Possibly related to https://bugs.llvm.org/show_bug.cgi?id=37690
Comment 1 Davide Italiano 2018-06-07 14:38:09 PDT
We already lower consecutive fences (https://reviews.llvm.org/D29314) so the request is not unreasonable. If somebody wants to take a stab at this, it should follow the same pattern I used there (i.e. a peephole in instcombine, or instSimplify as this doesn't introduce new instructions).

FWIW, the ARM backend has some pass for strength reducing atomic intrinsics as well, although I think these transformation should be target-independent.
Comment 2 JF Bastien 2018-06-08 00:18:27 PDT
We can definitely do this (see http://wg21.link/n4455), but is this something that you've seen happen in real code? I totally believe it can happen, but I'm not super interested in optimizing code which never happens :-)

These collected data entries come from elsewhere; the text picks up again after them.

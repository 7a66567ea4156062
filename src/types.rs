//! Core types for the composite filesystem.

use std::path::Path;
use std::time::SystemTime;

use crate::FileMeta;

/// Type of a filesystem entry.
#[derive(Debug, Clone, Copy, PartialEq, Eq, Hash)]
#[cfg_attr(feature = "serde", derive(serde::Serialize, serde::Deserialize))]
pub enum FileType {
    /// Regular file.
    File,
    /// Directory.
    Directory,
    /// Symbolic link.
    Symlink,
}

/// Descriptor of a filesystem entry, optionally decorated with a [`FileMeta`].
///
/// The base part (name, type, size, permissions, modification time) comes from
/// whichever layer produced the entry. The carrier is attached by decoration
/// (see [`decorate_file_info`](crate::decorate_file_info)) and carries
/// provenance: the owning filesystem, real filename, logical path, a lazy
/// opener, and language information.
///
/// A `FileInfo` is immutable once built; decoration consumes it and returns a
/// new one.
#[derive(Debug, Clone)]
#[cfg_attr(feature = "serde", derive(serde::Serialize, serde::Deserialize))]
pub struct FileInfo {
    /// Name of the entry (last path component only).
    pub name: String,
    /// Type of the entry.
    pub file_type: FileType,
    /// Size in bytes.
    pub size: u64,
    /// Permissions.
    pub permissions: Permissions,
    /// Last modification time.
    #[cfg_attr(feature = "serde", serde(with = "system_time_serde"))]
    pub modified: SystemTime,
    #[cfg_attr(feature = "serde", serde(skip))]
    pub(crate) meta: Option<FileMeta>,
}

impl FileInfo {
    /// Create an undecorated descriptor for a regular file.
    pub fn file(name: impl Into<String>, size: u64) -> Self {
        Self {
            name: name.into(),
            file_type: FileType::File,
            size,
            permissions: Permissions::default_file(),
            modified: SystemTime::UNIX_EPOCH,
            meta: None,
        }
    }

    /// Create an undecorated descriptor for a directory.
    pub fn dir(name: impl Into<String>) -> Self {
        Self {
            name: name.into(),
            file_type: FileType::Directory,
            size: 0,
            permissions: Permissions::default_dir(),
            modified: SystemTime::UNIX_EPOCH,
            meta: None,
        }
    }

    /// Build a descriptor from [`std::fs::Metadata`].
    pub fn from_std(name: impl Into<String>, md: &std::fs::Metadata) -> Self {
        let file_type = if md.is_dir() {
            FileType::Directory
        } else if md.file_type().is_symlink() {
            FileType::Symlink
        } else {
            FileType::File
        };

        #[cfg(unix)]
        let permissions = {
            use std::os::unix::fs::PermissionsExt;
            Permissions::from_mode(md.permissions().mode())
        };
        #[cfg(not(unix))]
        let permissions = match (file_type, md.permissions().readonly()) {
            (FileType::Directory, _) => Permissions::default_dir(),
            (_, true) => Permissions::from_mode(0o444),
            (_, false) => Permissions::default_file(),
        };

        Self {
            name: name.into(),
            file_type,
            size: md.len(),
            permissions,
            modified: md.modified().unwrap_or(SystemTime::UNIX_EPOCH),
            meta: None,
        }
    }

    /// Name for a path: its last component, or `"/"` for the root.
    pub(crate) fn name_of(path: &Path) -> String {
        path.file_name()
            .map(|n| n.to_string_lossy().into_owned())
            .unwrap_or_else(|| "/".to_string())
    }

    /// Returns `true` if this is a regular file.
    #[inline]
    pub fn is_file(&self) -> bool {
        self.file_type == FileType::File
    }

    /// Returns `true` if this is a directory.
    #[inline]
    pub fn is_dir(&self) -> bool {
        self.file_type == FileType::Directory
    }

    /// Returns `true` if this is a symbolic link.
    #[inline]
    pub fn is_symlink(&self) -> bool {
        self.file_type == FileType::Symlink
    }

    /// The metadata carrier, if this entry has been decorated.
    #[inline]
    pub fn meta(&self) -> Option<&FileMeta> {
        self.meta.as_ref()
    }

    /// Returns `true` if a metadata carrier is attached.
    #[inline]
    pub fn is_decorated(&self) -> bool {
        self.meta.is_some()
    }

    /// Weight from the carrier, 0 when undecorated.
    #[inline]
    pub fn weight(&self) -> i32 {
        self.meta.as_ref().map_or(0, FileMeta::weight)
    }
}

/// Unix-style permissions stored as a mode bitmask.
///
/// Uses the standard Unix permission bits (rwxrwxrwx).
#[derive(Debug, Clone, Copy, PartialEq, Eq, Hash)]
#[cfg_attr(feature = "serde", derive(serde::Serialize, serde::Deserialize))]
pub struct Permissions(u32);

impl Permissions {
    /// Create permissions from a Unix mode (e.g., 0o755).
    #[inline]
    pub const fn from_mode(mode: u32) -> Self {
        Self(mode & 0o7777)
    }

    /// Get the raw mode value.
    #[inline]
    pub const fn mode(&self) -> u32 {
        self.0
    }

    /// Returns `true` if these permissions deny writing.
    #[inline]
    pub const fn readonly(&self) -> bool {
        (self.0 & 0o222) == 0
    }

    /// Default permissions for a new file (0o644 = rw-r--r--).
    #[inline]
    pub const fn default_file() -> Self {
        Self(0o644)
    }

    /// Default permissions for a new directory (0o755 = rwxr-xr-x).
    #[inline]
    pub const fn default_dir() -> Self {
        Self(0o755)
    }
}

impl Default for Permissions {
    fn default() -> Self {
        Self::default_file()
    }
}

/// Flags for opening a file.
#[derive(Debug, Clone, Copy, Default, PartialEq, Eq)]
#[cfg_attr(feature = "serde", derive(serde::Serialize, serde::Deserialize))]
pub struct OpenFlags {
    /// Open for reading.
    pub read: bool,
    /// Open for writing.
    pub write: bool,
    /// Create file if it doesn't exist.
    pub create: bool,
    /// Truncate file to zero length.
    pub truncate: bool,
    /// Append to end of file.
    pub append: bool,
}

impl OpenFlags {
    /// Read-only access.
    pub const READ: Self = Self {
        read: true,
        write: false,
        create: false,
        truncate: false,
        append: false,
    };

    /// Write access with create and truncate.
    pub const WRITE: Self = Self {
        read: false,
        write: true,
        create: true,
        truncate: true,
        append: false,
    };

    /// Append mode - writes go to end of file.
    pub const APPEND: Self = Self {
        read: false,
        write: true,
        create: true,
        truncate: false,
        append: true,
    };

    /// Returns `true` if any flag would modify the filesystem.
    #[inline]
    pub const fn mutates(&self) -> bool {
        self.write || self.create || self.truncate || self.append
    }
}

/// Serde support for SystemTime (when serde feature is enabled).
#[cfg(feature = "serde")]
mod system_time_serde {
    use serde::{Deserialize, Deserializer, Serialize, Serializer};
    use std::time::{Duration, SystemTime, UNIX_EPOCH};

    pub fn serialize<S>(time: &SystemTime, serializer: S) -> Result<S::Ok, S::Error>
    where
        S: Serializer,
    {
        let duration = time.duration_since(UNIX_EPOCH).unwrap_or(Duration::ZERO);
        (duration.as_secs(), duration.subsec_nanos()).serialize(serializer)
    }

    pub fn deserialize<'de, D>(deserializer: D) -> Result<SystemTime, D::Error>
    where
        D: Deserializer<'de>,
    {
        let (secs, nanos): (u64, u32) = Deserialize::deserialize(deserializer)?;
        Ok(UNIX_EPOCH + Duration::new(secs, nanos))
    }
}

#[cfg(test)]
mod tests {
    use super::*;

    #[test]
    fn file_info_constructors() {
        let f = FileInfo::file("post.md", 12);
        assert!(f.is_file());
        assert!(!f.is_dir());
        assert_eq!(f.size, 12);
        assert!(!f.is_decorated());

        let d = FileInfo::dir("content");
        assert!(d.is_dir());
        assert_eq!(d.permissions, Permissions::default_dir());
    }

    #[test]
    fn undecorated_weight_is_zero() {
        assert_eq!(FileInfo::file("a.md", 0).weight(), 0);
    }

    #[test]
    fn name_of_root_and_nested() {
        assert_eq!(FileInfo::name_of(Path::new("")), "/");
        assert_eq!(FileInfo::name_of(Path::new("a/b.md")), "b.md");
    }

    #[test]
    fn permissions_from_mode_masks_extra_bits() {
        let p = Permissions::from_mode(0o100755);
        assert_eq!(p.mode(), 0o755);
    }

    #[test]
    fn permissions_readonly() {
        assert!(Permissions::from_mode(0o444).readonly());
        assert!(!Permissions::from_mode(0o644).readonly());
    }

    #[test]
    fn open_flags_mutates() {
        assert!(!OpenFlags::READ.mutates());
        assert!(OpenFlags::WRITE.mutates());
        assert!(OpenFlags::APPEND.mutates());
        let truncate_only = OpenFlags {
            truncate: true,
            ..OpenFlags::READ
        };
        assert!(truncate_only.mutates());
    }

    #[test]
    fn types_are_send_sync() {
        fn assert_send_sync<T: Send + Sync>() {}
        assert_send_sync::<FileType>();
        assert_send_sync::<FileInfo>();
        assert_send_sync::<Permissions>();
        assert_send_sync::<OpenFlags>();
    }
}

Also, consider http://wg21.link/P0062 when doing any of this.
Comment 3 comex 2018-11-20 16:25:27 PST
This seems to be affecting performance in some real Rust code.  The code has an atomic pointer field where the least significant bit is used to store a flag.  The pointer value can change, but all writers are guaranteed to preserve the value of the lowest bit.  Thus, the function that reads that flag can use a relaxed atomic load.  However, the author instead opted to use a non-atomic load, even though that's UB, because "simple benchmarks show up to a 10% slowdown using a `Relaxed` atomic load on x86".  This is probably because multiple redundant loads are not being merged.

Details at:
https://internals.rust-lang.org/t/bit-wise-reasoning-for-atomic-accesses/8853

Also, although this isn't real code, I can easily imagine this coming up with "init once"-type loads.  For example, in this C++ code:

extern int calculate_magic_number();
static int multiply_by_magic_number(int a) {
    static int magic = calculate_magic_number();
    return a * magic;
}
int get_val() {
    return multiply_by_magic_number(2) + multiply_by_magic_number(3);
}

`multiply_by_magic_number` uses an atomic load to test whether `magic` was already initialized.  This is then inlined twice into `get_val`.  Ideally, we would only need one load of the guard variable, at least in the fast path where it has already been initialized.